-- WHAT THE TASK ASKS --
Each line below needs to be restated word for word.

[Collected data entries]
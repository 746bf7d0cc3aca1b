/*
 * Interrupt Descriptor Table (IDT) Implementation
 *
 * Every one of the 256 vectors gets a 16-byte entry stub generated below.
 * The stubs normalize the stack (a dummy error code is pushed for vectors
 * where the CPU does not push one), load the vector number into EDI and jump
 * to a common path that saves the caller-saved registers and calls
 * `inmate_handle_trap`.
 *
 * Vectors 0-31 are processor exceptions: they are reported on the log and
 * the CPU is halted, since an inmate has nothing to recover into. Vectors
 * 32-255 are handed to `interrupts::handle_interrupt`, which runs the
 * registered handler and sends EOI.
 *
 * Stack on entry to `inmate_handle_trap` (frame pointer in RSI):
 *
 *   [rsi + 0x00] saved RDI
 *   [rsi + 0x08] error code (0 if the CPU pushed none)
 *   [rsi + 0x10] RIP, CS, RFLAGS, RSP, SS pushed by the CPU
 *
 * The common path never touches SSE state; handlers built for the
 * soft-float bare-metal target do not use it either.
 */

use core::arch::global_asm;
use core::fmt;

use lazy_static::lazy_static;
use x86_64::VirtAddr;
use x86_64::structures::idt::InterruptDescriptorTable;

use super::halt;

/// Size of one entry stub in `inmate_int_entry`.
const STUB_SIZE: u64 = 16;

/// Vectors whose exception pushes an error code (bit n set for vector n).
const ERROR_CODE_VECTORS: u32 = 0x6022_7d00;

global_asm!(
    ".pushsection .text",
    ".balign 16",
    ".global inmate_int_entry",
    "inmate_int_entry:",
    ".set vector, 0",
    ".rept 256",
    "    .balign 16",
    "    .if vector < 32",
    "        .if ((0x60227d00 >> vector) & 1) == 0",
    "            pushq $0",
    "        .endif",
    "    .else",
    "        pushq $0",
    "    .endif",
    "    pushq %rdi",
    "    movl $vector, %edi",
    "    jmp inmate_int_common",
    "    .set vector, vector + 1",
    ".endr",
    "",
    "inmate_int_common:",
    "    pushq %rax",
    "    pushq %rcx",
    "    pushq %rdx",
    "    pushq %rsi",
    "    pushq %r8",
    "    pushq %r9",
    "    pushq %r10",
    "    pushq %r11",
    "    leaq 64(%rsp), %rsi",
    "    subq $8, %rsp",
    "    cld",
    "    call {handler}",
    "    addq $8, %rsp",
    "    popq %r11",
    "    popq %r10",
    "    popq %r9",
    "    popq %r8",
    "    popq %rsi",
    "    popq %rdx",
    "    popq %rcx",
    "    popq %rax",
    "    popq %rdi",
    "    addq $8, %rsp",
    "    iretq",
    ".popsection",
    handler = sym inmate_handle_trap,
    options(att_syntax),
);

unsafe extern "C" {
    static inmate_int_entry: u8;
}

/// Register state saved by the entry stub and the CPU.
#[repr(C)]
pub struct TrapFrame {
    pub rdi: u64,
    pub error_code: u64,
    pub rip: u64,
    pub cs: u64,
    pub rflags: u64,
    pub rsp: u64,
    pub ss: u64,
}

impl fmt::Debug for TrapFrame {
    fn fmt(&self, f: &mut fmt::Formatter<'_>) -> fmt::Result {
        f.debug_struct("TrapFrame")
            .field("error_code", &format_args!("{:#x}", self.error_code))
            .field("rip", &format_args!("{:#x}", self.rip))
            .field("cs", &format_args!("{:#x}", self.cs))
            .field("rflags", &format_args!("{:#x}", self.rflags))
            .field("rsp", &format_args!("{:#x}", self.rsp))
            .finish()
    }
}

fn stub_address(vector: u8) -> VirtAddr {
    let base = VirtAddr::from_ptr(&raw const inmate_int_entry);
    base + vector as u64 * STUB_SIZE
}

macro_rules! install_stub {
    ($entry:expr, $vector:expr) => {
        // SAFETY: the stub for `$vector` matches the frame layout of this entry.
        unsafe {
            $entry.set_handler_addr(stub_address($vector));
        }
    };
}

lazy_static! {
    static ref IDT: InterruptDescriptorTable = {
        let mut idt = InterruptDescriptorTable::new();

        install_stub!(idt.divide_error, 0);
        install_stub!(idt.debug, 1);
        install_stub!(idt.non_maskable_interrupt, 2);
        install_stub!(idt.breakpoint, 3);
        install_stub!(idt.overflow, 4);
        install_stub!(idt.bound_range_exceeded, 5);
        install_stub!(idt.invalid_opcode, 6);
        install_stub!(idt.device_not_available, 7);
        install_stub!(idt.double_fault, 8);
        install_stub!(idt.invalid_tss, 10);
        install_stub!(idt.segment_not_present, 11);
        install_stub!(idt.stack_segment_fault, 12);
        install_stub!(idt.general_protection_fault, 13);
        install_stub!(idt.page_fault, 14);
        install_stub!(idt.x87_floating_point, 16);
        install_stub!(idt.alignment_check, 17);
        install_stub!(idt.machine_check, 18);
        install_stub!(idt.simd_floating_point, 19);
        install_stub!(idt.virtualization, 20);
        install_stub!(idt.cp_protection_exception, 21);
        install_stub!(idt.hv_injection_exception, 28);
        install_stub!(idt.vmm_communication_exception, 29);
        install_stub!(idt.security_exception, 30);

        for vector in 32..=u8::MAX {
            install_stub!(idt[vector], vector);
        }

        idt
    };
}

/// Load the IDT on the calling CPU.
pub fn load() {
    log::info!("Loading IDT...");
    IDT.load();
    log::info!("IDT loaded successfully");
}

fn exception_name(vector: u32) -> &'static str {
    match vector {
        0 => "DIVIDE ERROR",
        1 => "DEBUG",
        2 => "NMI",
        3 => "BREAKPOINT",
        4 => "OVERFLOW",
        5 => "BOUND RANGE EXCEEDED",
        6 => "INVALID OPCODE",
        7 => "DEVICE NOT AVAILABLE",
        8 => "DOUBLE FAULT",
        10 => "INVALID TSS",
        11 => "SEGMENT NOT PRESENT",
        12 => "STACK SEGMENT FAULT",
        13 => "GENERAL PROTECTION FAULT",
        14 => "PAGE FAULT",
        16 => "x87 FLOATING POINT",
        17 => "ALIGNMENT CHECK",
        18 => "MACHINE CHECK",
        19 => "SIMD FLOATING POINT",
        20 => "VIRTUALIZATION",
        21 => "CONTROL PROTECTION",
        28 => "HYPERVISOR INJECTION",
        29 => "VMM COMMUNICATION",
        30 => "SECURITY EXCEPTION",
        _ => "RESERVED",
    }
}

extern "C" fn inmate_handle_trap(vector: u32, frame: &TrapFrame) {
    if vector >= crate::interrupts::FIRST_EXTERNAL_VECTOR {
        crate::interrupts::handle_interrupt(vector);
        return;
    }

    if vector < 32 && ERROR_CODE_VECTORS & (1 << vector) != 0 {
        log::error!(
            "EXCEPTION: {} (vector {}, error code {:#x})\n{:#?}",
            exception_name(vector),
            vector,
            frame.error_code,
            frame
        );
    } else {
        log::error!("EXCEPTION: {} (vector {})\n{:#?}", exception_name(vector), vector, frame);
    }
    if vector == 14 {
        log::error!("Faulting address: {:?}", x86_64::registers::control::Cr2::read());
    }
    halt();
}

-- ANSWER BOX --
repository 746bf7d0cc3aca1b
/*
 * Interrupt Descriptor Table (IDT) Implementation
 *
 * Every one of the 256 vectors gets a 16-byte entry stub generated below.
 * The stubs normalize the stack (a dummy error code is pushed for vectors
 * where the CPU does not push one), load the vector number into EDI and jump
 * to a common path that saves the caller-saved registers and calls
 * `inmate_handle_trap`.
 *
 * Vectors 0-31 are processor exceptions: they are reported on the log and
 * the CPU is halted, since an inmate has nothing to recover into. Vectors
 * 32-255 are handed to `interrupts::handle_interrupt`, which runs the
 * registered handler and sends EOI.
 *
 * Stack on entry to `inmate_handle_trap` (frame pointer in RSI):
 *
 *   [rsi + 0x00] saved RDI
 *   [rsi + 0x08] error code (0 if the CPU pushed none)
 *   [rsi + 0x10] RIP, CS, RFLAGS, RSP, SS pushed by the CPU
 *
 * The common path never touches SSE state; handlers built for the
 * soft-float bare-metal target do not use it either.
 */

use core::arch::global_asm;
use core::fmt;

use lazy_static::lazy_static;
use x86_64::VirtAddr;
use x86_64::structures::idt::InterruptDescriptorTable;

use super::halt;

/// Size of one entry stub in `inmate_int_entry`.
const STUB_SIZE: u64 = 16;

/// Vectors whose exception pushes an error code (bit n set for vector n).
const ERROR_CODE_VECTORS: u32 = 0x6022_7d00;

global_asm!(
    ".pushsection .text",
    ".balign 16",
    ".global inmate_int_entry",
    "inmate_int_entry:",
    ".set vector, 0",
    ".rept 256",
    "    .balign 16",
    "    .if vector < 32",
    "        .if ((0x60227d00 >> vector) & 1) == 0",
    "            pushq $0",
    "        .endif",
    "    .else",
    "        pushq $0",
    "    .endif",
    "    pushq %rdi",
    "    movl $vector, %edi",
    "    jmp inmate_int_common",
    "    .set vector, vector + 1",
    ".endr",
    "",
    "inmate_int_common:",
    "    pushq %rax",
    "    pushq %rcx",
    "    pushq %rdx",
    "    pushq %rsi",
    "    pushq %r8",
    "    pushq %r9",
    "    pushq %r10",
    "    pushq %r11",
    "    leaq 64(%rsp), %rsi",
    "    subq $8, %rsp",
    "    cld",
    "    call {handler}",
    "    addq $8, %rsp",
    "    popq %r11",
    "    popq %r10",
    "    popq %r9",
    "    popq %r8",
    "    popq %rsi",
    "    popq %rdx",
    "    popq %rcx",
    "    popq %rax",
    "    popq %rdi",
    "    addq $8, %rsp",
    "    iretq",
    ".popsection",
    handler = sym inmate_handle_trap,
    options(att_syntax),
);

unsafe extern "C" {
    static inmate_int_entry: u8;
}

/// Register state saved by the entry stub and the CPU.
#[repr(C)]
pub struct TrapFrame {
    pub rdi: u64,
    pub error_code: u64,
    pub rip: u64,
    pub cs: u64,
    pub rflags: u64,
    pub rsp: u64,
    pub ss: u64,
}

impl fmt::Debug for TrapFrame {
    fn fmt(&self, f: &mut fmt::Formatter<'_>) -> fmt::Result {
        f.debug_struct("TrapFrame")
            .field("error_code", &format_args!("{:#x}", self.error_code))
            .field("rip", &format_args!("{:#x}", self.rip))
            .field("cs", &format_args!("{:#x}", self.cs))
            .field("rflags", &format_args!("{:#x}", self.rflags))
            .field("rsp", &format_args!("{:#x}", self.rsp))
            .finish()
    }
}

fn stub_address(vector: u8) -> VirtAddr {
    let base = VirtAddr::from_ptr(&raw const inmate_int_entry);
    base + vector as u64 * STUB_SIZE
}

macro_rules! install_stub {
    ($entry:expr, $vector:expr) => {
        // SAFETY: the stub for `$vector` matches the frame layout of this entry.
        unsafe {
            $entry.set_handler_addr(stub_address($vector));
        }
    };
}

lazy_static! {
    static ref IDT: InterruptDescriptorTable = {
        let mut idt = InterruptDescriptorTable::new();

        install_stub!(idt.divide_error, 0);
        install_stub!(idt.debug, 1);
        install_stub!(idt.non_maskable_interrupt, 2);
        install_stub!(idt.breakpoint, 3);
        install_stub!(idt.overflow, 4);
        install_stub!(idt.bound_range_exceeded, 5);
        install_stub!(idt.invalid_opcode, 6);
        install_stub!(idt.device_not_available, 7);
        install_stub!(idt.double_fault, 8);
        install_stub!(idt.invalid_tss, 10);
        install_stub!(idt.segment_not_present, 11);
        install_stub!(idt.stack_segment_fault, 12);
        install_stub!(idt.general_protection_fault, 13);
        install_stub!(idt.page_fault, 14);
        install_stub!(idt.x87_floating_point, 16);
        install_stub!(idt.alignment_check, 17);
        install_stub!(idt.machine_check, 18);
        install_stub!(idt.simd_floating_point, 19);
        install_stub!(idt.virtualization, 20);
        install_stub!(idt.cp_protection_exception, 21);
        install_stub!(idt.hv_injection_exception, 28);
        install_stub!(idt.vmm_communication_exception, 29);
        install_stub!(idt.security_exception, 30);

        for vector in 32..=u8::MAX {
            install_stub!(idt[vector], vector);
        }

        idt
    };
}

/// Load the IDT on the calling CPU.
pub fn load() {
    log::info!("Loading IDT...");
    IDT.load();
    log::info!("IDT loaded successfully");
}

fn exception_name(vector: u32) -> &'static str {
    match vector {
        0 => "DIVIDE ERROR",
        1 => "DEBUG",
        2 => "NMI",
        3 => "BREAKPOINT",
        4 => "OVERFLOW",
        5 => "BOUND RANGE EXCEEDED",
        6 => "INVALID OPCODE",
        7 => "DEVICE NOT AVAILABLE",
        8 => "DOUBLE FAULT",
        10 => "INVALID TSS",
        11 => "SEGMENT NOT PRESENT",
        12 => "STACK SEGMENT FAULT",
        13 => "GENERAL PROTECTION FAULT",
        14 => "PAGE FAULT",
        16 => "x87 FLOATING POINT",
        17 => "ALIGNMENT CHECK",
        18 => "MACHINE CHECK",
        19 => "SIMD FLOATING POINT",
        20 => "VIRTUALIZATION",
        21 => "CONTROL PROTECTION",
        28 => "HYPERVISOR INJECTION",
        29 => "VMM COMMUNICATION",
        30 => "SECURITY EXCEPTION",
        _ => "RESERVED",
    }
}

extern "C" fn inmate_handle_trap(vector: u32, frame: &TrapFrame) {
    if vector >= crate::interrupts::FIRST_EXTERNAL_VECTOR {
        crate::interrupts::handle_interrupt(vector);
        return;
    }

    if vector < 32 && ERROR_CODE_VECTORS & (1 << vector) != 0 {
        log::error!(
            "EXCEPTION: {} (vector {}, error code {:#x})\n{:#?}",
            exception_name(vector),
            vector,
            frame.error_code,
            frame
        );
    } else {
        log::error!("EXCEPTION: {} (vector {})\n{:#?}", exception_name(vector), vector, frame);
    }
    if vector == 14 {
        log::error!("Faulting address: {:?}", x86_64::registers::control::Cr2::read());
    }
    halt();
}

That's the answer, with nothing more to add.